▶ _WHAT TO WORK ON_: Send back exactly the lines from the opening line of the records below through the one with "if name.is_empty() ||".

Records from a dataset
# # # #

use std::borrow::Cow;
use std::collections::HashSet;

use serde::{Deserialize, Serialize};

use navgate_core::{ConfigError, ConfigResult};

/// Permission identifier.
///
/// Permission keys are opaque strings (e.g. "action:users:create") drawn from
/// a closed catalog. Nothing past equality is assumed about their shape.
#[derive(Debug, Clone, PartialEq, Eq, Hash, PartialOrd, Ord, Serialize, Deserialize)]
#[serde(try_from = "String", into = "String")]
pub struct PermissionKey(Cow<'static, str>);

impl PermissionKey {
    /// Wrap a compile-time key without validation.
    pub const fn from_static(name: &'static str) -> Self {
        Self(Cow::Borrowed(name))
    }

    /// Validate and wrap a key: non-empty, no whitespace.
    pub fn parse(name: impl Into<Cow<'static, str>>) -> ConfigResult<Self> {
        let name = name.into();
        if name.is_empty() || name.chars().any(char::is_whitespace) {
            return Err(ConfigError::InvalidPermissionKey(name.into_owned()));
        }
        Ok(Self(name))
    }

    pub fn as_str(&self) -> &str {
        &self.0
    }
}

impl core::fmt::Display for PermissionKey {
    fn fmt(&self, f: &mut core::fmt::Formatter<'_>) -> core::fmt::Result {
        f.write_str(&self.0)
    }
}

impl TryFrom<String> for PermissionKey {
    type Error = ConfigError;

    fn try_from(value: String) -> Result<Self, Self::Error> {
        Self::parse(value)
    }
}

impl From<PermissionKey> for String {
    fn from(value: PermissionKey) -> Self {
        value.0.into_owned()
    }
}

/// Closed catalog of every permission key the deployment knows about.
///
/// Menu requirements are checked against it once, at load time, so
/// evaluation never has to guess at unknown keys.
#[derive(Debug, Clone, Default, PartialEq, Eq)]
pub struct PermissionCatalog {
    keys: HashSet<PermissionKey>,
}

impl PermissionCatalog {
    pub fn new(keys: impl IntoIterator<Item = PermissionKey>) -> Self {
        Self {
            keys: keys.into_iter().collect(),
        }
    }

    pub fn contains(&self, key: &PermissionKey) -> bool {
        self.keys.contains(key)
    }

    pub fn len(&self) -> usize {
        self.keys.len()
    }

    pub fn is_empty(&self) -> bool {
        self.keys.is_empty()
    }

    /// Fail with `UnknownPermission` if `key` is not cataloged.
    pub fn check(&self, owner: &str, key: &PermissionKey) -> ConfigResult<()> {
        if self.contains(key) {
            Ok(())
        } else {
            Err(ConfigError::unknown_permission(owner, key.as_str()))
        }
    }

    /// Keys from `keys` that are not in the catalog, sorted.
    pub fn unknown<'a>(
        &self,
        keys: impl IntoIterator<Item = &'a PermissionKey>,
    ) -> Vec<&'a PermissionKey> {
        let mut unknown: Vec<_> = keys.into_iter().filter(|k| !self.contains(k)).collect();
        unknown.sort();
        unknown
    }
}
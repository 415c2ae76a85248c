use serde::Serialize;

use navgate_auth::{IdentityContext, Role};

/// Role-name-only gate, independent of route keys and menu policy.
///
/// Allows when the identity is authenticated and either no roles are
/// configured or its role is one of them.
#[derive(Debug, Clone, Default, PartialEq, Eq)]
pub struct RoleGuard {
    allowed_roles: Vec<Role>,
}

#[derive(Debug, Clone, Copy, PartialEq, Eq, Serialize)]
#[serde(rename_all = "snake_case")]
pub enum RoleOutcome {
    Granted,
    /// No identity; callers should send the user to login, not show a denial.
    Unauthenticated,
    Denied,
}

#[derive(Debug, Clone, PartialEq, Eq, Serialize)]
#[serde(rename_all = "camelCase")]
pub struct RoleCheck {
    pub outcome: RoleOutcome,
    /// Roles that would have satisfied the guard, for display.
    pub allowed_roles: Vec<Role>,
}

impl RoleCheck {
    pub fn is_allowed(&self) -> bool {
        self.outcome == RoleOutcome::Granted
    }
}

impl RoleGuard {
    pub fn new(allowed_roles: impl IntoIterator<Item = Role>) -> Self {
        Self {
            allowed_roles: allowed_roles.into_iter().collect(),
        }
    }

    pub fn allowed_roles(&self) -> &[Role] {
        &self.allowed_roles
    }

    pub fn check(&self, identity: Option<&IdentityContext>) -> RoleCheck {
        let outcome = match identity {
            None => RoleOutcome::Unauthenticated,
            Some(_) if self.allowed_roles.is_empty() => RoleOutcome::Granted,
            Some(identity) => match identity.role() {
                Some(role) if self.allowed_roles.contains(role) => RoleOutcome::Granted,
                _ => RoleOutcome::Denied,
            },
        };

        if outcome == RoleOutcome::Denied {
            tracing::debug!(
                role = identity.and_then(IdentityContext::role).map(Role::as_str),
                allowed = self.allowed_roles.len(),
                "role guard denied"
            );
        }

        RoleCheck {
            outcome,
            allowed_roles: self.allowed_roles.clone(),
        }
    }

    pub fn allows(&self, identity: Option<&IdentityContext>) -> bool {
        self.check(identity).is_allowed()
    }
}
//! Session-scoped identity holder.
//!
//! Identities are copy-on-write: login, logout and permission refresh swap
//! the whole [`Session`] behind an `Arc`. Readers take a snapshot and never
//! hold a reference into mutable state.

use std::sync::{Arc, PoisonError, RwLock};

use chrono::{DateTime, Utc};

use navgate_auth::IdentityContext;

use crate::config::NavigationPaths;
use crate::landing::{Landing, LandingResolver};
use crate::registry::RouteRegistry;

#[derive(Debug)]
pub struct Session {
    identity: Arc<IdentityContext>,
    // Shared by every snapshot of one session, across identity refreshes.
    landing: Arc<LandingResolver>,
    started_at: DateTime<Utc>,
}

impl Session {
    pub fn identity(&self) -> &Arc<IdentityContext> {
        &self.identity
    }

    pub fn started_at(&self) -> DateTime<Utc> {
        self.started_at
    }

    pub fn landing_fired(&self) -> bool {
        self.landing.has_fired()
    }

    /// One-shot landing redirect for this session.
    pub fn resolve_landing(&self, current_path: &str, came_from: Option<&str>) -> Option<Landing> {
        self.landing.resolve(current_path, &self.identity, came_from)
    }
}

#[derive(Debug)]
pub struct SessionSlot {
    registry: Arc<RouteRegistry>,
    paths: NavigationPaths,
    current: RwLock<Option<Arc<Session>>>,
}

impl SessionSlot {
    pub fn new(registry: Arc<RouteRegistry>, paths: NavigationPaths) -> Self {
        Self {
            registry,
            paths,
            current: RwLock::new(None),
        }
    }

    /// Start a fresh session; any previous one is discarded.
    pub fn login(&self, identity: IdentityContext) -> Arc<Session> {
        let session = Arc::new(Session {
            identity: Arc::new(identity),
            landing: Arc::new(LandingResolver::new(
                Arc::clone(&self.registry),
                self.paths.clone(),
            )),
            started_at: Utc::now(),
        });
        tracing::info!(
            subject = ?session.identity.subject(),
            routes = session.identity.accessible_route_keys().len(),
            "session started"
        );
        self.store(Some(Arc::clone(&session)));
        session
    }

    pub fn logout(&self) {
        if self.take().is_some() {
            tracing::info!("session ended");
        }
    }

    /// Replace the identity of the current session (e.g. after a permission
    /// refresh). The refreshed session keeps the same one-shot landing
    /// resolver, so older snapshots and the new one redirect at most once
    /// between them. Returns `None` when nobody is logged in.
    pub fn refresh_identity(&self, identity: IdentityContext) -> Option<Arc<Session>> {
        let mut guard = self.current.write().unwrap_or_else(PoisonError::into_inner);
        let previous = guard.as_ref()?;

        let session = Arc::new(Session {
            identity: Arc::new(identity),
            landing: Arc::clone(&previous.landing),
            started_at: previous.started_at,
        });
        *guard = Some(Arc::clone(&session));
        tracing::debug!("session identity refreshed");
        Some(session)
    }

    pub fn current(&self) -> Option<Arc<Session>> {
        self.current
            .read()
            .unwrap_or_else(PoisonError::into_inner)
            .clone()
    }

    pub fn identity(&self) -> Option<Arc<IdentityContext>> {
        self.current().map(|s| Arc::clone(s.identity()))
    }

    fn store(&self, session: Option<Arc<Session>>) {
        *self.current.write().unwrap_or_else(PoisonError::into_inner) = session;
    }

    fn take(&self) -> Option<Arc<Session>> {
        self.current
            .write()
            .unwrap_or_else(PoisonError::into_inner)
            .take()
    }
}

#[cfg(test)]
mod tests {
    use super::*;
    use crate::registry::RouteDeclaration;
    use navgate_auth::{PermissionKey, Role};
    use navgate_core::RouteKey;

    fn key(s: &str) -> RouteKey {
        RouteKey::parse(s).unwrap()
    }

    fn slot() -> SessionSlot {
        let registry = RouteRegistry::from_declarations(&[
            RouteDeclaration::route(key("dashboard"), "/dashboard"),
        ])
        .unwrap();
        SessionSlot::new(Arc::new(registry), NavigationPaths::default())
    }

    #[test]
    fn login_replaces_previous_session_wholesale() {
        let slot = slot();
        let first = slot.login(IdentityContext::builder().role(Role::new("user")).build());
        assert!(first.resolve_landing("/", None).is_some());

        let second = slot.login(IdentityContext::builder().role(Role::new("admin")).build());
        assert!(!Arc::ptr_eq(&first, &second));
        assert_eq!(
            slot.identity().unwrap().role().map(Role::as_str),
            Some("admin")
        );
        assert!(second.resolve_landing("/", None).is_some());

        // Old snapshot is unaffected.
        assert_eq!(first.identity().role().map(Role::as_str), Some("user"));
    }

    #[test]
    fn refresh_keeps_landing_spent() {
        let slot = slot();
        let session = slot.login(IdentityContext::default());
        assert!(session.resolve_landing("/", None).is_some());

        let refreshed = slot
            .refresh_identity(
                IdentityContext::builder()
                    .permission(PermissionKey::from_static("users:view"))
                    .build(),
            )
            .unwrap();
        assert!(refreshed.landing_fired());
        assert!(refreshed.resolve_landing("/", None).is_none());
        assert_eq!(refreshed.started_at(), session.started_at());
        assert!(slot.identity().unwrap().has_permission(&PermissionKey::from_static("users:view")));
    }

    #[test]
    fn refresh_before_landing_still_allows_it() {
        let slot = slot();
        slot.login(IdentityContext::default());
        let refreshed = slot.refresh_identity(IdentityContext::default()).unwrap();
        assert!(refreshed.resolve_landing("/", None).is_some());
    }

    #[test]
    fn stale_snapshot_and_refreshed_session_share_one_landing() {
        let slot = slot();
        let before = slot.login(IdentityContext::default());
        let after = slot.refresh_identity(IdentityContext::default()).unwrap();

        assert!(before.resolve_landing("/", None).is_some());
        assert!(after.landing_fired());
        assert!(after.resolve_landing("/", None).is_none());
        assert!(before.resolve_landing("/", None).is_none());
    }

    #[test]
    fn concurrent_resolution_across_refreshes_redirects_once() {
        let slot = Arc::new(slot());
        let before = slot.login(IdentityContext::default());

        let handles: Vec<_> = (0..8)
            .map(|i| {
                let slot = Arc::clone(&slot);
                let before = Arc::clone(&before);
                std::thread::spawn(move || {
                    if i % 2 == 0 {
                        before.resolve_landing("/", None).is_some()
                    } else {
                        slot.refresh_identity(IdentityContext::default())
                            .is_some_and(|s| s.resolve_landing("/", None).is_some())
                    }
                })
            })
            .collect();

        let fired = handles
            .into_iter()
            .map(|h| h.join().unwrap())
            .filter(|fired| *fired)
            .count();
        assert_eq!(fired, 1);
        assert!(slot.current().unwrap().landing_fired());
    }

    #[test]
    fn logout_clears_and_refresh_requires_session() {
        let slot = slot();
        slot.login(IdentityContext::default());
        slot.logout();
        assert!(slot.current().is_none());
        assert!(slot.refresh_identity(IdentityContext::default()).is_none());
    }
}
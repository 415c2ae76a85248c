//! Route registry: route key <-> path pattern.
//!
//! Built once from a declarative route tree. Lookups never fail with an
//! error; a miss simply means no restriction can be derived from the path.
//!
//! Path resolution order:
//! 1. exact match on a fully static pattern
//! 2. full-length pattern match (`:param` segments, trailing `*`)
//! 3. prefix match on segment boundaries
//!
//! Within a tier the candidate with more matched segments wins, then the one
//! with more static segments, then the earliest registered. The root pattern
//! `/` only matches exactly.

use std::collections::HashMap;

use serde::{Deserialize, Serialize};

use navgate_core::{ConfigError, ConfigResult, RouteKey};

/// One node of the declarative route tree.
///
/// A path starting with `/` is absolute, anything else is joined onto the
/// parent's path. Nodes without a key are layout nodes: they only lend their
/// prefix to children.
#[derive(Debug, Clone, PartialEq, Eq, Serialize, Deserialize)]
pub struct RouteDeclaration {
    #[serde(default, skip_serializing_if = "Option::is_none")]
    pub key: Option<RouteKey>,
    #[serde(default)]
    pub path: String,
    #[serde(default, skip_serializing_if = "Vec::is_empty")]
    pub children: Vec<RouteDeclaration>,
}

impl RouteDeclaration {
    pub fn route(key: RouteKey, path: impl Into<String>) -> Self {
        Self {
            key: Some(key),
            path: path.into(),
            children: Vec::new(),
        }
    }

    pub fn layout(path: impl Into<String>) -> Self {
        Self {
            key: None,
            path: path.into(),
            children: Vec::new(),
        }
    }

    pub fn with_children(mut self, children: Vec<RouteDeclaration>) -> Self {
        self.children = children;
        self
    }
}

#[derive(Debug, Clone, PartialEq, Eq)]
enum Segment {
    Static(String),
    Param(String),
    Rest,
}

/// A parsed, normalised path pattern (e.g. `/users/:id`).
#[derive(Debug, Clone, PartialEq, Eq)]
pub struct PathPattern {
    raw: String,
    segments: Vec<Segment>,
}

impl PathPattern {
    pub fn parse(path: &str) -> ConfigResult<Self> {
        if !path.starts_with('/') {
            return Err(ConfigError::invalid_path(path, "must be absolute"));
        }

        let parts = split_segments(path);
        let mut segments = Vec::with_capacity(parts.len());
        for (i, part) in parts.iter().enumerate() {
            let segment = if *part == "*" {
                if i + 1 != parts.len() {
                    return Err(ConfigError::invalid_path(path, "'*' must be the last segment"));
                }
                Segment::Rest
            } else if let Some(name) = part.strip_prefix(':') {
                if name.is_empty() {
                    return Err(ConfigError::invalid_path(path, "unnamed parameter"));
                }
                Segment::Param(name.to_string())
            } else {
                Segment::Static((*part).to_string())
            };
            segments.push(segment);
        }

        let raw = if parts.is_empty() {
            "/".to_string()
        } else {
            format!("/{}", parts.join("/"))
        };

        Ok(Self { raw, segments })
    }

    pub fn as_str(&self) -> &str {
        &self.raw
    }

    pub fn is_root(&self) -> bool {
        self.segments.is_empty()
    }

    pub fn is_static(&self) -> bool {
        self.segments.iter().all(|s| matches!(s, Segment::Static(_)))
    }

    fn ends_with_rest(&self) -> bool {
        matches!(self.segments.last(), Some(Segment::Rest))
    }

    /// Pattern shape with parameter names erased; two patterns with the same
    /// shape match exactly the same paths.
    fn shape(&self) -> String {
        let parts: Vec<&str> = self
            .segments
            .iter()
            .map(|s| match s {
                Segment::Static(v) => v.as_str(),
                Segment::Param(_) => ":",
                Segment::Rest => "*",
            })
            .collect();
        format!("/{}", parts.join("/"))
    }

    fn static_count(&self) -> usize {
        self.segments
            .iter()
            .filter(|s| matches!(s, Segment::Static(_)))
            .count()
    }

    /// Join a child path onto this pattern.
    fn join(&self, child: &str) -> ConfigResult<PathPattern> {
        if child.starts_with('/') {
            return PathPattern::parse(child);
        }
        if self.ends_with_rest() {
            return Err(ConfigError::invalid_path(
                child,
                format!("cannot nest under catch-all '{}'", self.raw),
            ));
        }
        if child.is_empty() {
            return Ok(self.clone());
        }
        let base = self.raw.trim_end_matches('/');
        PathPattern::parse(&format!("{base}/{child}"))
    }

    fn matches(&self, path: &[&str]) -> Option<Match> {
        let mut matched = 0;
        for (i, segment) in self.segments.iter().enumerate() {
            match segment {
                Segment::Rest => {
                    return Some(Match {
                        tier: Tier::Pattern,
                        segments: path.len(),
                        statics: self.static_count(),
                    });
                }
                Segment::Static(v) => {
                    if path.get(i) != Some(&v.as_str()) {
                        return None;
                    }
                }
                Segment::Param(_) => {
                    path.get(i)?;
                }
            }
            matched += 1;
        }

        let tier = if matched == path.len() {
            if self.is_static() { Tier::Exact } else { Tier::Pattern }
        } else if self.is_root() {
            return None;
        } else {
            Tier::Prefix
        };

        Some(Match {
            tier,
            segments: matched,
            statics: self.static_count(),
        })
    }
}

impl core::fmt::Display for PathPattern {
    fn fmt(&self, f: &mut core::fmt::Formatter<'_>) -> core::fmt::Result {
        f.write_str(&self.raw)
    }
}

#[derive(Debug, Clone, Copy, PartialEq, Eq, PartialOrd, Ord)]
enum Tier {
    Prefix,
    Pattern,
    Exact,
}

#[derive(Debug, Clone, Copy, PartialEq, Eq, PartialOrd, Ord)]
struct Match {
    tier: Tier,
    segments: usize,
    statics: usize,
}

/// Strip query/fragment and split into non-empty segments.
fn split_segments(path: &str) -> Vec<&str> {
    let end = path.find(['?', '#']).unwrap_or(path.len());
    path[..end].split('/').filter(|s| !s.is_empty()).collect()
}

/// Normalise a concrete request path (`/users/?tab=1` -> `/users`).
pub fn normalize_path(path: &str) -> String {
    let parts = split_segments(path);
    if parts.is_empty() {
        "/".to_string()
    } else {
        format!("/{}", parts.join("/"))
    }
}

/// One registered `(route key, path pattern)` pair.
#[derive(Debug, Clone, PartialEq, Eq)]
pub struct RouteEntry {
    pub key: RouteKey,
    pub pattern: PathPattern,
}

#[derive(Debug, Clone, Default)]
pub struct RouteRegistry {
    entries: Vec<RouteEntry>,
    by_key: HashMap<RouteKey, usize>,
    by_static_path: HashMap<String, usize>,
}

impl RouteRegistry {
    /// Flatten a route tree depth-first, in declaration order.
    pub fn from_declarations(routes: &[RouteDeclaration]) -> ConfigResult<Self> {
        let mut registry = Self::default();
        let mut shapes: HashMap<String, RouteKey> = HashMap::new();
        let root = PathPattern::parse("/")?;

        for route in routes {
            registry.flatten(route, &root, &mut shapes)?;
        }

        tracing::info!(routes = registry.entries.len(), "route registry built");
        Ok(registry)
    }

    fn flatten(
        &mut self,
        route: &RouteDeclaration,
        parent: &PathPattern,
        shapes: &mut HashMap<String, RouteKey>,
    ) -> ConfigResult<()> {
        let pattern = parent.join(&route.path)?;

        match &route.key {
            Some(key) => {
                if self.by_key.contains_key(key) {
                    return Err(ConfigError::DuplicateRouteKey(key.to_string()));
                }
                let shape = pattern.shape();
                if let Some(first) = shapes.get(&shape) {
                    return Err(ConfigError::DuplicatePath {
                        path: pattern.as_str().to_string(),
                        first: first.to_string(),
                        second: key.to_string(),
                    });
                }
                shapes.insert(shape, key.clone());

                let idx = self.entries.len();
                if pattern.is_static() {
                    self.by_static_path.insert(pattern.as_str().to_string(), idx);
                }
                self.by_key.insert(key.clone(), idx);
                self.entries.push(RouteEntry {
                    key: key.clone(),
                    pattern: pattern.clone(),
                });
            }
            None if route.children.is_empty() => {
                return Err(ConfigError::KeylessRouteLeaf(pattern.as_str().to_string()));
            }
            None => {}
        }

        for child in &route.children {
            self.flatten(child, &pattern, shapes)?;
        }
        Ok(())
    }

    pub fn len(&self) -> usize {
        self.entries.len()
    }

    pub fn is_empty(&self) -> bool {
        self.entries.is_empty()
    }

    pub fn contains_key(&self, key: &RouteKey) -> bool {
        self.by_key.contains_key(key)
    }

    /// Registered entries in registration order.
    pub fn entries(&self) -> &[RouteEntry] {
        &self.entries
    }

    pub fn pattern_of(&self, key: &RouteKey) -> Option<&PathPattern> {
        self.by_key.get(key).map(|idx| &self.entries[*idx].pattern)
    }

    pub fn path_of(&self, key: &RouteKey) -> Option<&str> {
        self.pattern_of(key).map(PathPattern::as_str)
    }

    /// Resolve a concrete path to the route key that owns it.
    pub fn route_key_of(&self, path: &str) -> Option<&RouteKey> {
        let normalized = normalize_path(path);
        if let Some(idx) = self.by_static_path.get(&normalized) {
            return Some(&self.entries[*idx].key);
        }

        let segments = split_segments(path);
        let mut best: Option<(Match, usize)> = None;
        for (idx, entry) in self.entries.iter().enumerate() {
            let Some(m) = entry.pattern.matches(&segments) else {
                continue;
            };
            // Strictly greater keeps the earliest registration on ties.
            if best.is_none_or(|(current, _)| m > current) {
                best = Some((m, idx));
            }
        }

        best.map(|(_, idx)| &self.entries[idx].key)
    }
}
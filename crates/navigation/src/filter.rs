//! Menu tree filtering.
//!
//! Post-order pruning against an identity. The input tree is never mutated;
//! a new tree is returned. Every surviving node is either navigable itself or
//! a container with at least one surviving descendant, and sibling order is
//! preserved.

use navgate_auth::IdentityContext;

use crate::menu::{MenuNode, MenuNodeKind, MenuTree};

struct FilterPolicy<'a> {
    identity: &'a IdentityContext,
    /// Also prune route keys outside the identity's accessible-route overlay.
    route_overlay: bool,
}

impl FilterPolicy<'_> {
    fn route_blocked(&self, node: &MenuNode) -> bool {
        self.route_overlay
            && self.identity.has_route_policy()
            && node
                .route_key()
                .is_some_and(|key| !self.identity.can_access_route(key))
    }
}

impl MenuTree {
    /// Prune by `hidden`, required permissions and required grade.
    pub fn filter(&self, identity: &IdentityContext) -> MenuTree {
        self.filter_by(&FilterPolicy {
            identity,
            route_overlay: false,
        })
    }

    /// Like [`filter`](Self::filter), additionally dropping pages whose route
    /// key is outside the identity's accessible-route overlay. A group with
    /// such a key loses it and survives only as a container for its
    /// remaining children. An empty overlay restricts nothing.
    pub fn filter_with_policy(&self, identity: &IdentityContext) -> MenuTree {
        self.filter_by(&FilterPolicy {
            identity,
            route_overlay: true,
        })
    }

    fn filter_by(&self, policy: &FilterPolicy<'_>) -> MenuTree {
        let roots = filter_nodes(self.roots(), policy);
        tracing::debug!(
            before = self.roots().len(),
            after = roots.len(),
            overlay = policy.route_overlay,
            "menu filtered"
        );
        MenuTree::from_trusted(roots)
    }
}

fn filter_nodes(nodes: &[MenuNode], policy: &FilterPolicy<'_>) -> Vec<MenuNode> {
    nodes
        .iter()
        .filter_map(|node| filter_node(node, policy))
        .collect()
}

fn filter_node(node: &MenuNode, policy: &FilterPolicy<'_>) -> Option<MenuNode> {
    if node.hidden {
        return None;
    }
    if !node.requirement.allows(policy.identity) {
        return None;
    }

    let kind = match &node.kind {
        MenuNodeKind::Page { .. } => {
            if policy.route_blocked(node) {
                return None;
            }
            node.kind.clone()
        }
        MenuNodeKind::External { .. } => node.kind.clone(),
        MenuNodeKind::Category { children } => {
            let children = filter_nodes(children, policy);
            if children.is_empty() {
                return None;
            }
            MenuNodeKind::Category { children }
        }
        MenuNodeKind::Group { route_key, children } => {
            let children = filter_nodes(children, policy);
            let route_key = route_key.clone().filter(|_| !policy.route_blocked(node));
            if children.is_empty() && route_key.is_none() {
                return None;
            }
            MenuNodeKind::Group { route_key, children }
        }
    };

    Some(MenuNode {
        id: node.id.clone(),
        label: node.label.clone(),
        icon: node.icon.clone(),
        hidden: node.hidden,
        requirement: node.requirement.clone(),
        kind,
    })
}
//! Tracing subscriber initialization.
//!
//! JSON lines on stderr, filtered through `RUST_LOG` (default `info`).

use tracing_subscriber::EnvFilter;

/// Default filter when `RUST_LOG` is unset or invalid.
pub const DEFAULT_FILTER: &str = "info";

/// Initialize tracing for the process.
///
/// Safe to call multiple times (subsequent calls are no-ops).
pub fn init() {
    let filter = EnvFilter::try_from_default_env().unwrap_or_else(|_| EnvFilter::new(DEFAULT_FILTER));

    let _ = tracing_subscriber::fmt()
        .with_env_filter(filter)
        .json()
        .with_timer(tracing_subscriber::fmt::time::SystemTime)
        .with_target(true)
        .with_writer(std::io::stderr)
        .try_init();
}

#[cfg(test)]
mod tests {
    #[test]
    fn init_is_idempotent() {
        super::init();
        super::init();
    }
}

# # # #

▶ _ANSWER BOX_:
use std::borrow::Cow;
use std::collections::HashSet;

use serde::{Deserialize, Serialize};

use navgate_core::{ConfigError, ConfigResult};

/// Permission identifier.
///
/// Permission keys are opaque strings (e.g. "action:users:create") drawn from
/// a closed catalog. Nothing past equality is assumed about their shape.
#[derive(Debug, Clone, PartialEq, Eq, Hash, PartialOrd, Ord, Serialize, Deserialize)]
#[serde(try_from = "String", into = "String")]
pub struct PermissionKey(Cow<'static, str>);

impl PermissionKey {
    /// Wrap a compile-time key without validation.
    pub const fn from_static(name: &'static str) -> Self {
        Self(Cow::Borrowed(name))
    }

    /// Validate and wrap a key: non-empty, no whitespace.
    pub fn parse(name: impl Into<Cow<'static, str>>) -> ConfigResult<Self> {
        let name = name.into();
        if name.is_empty() || name.chars().any(char::is_whitespace) {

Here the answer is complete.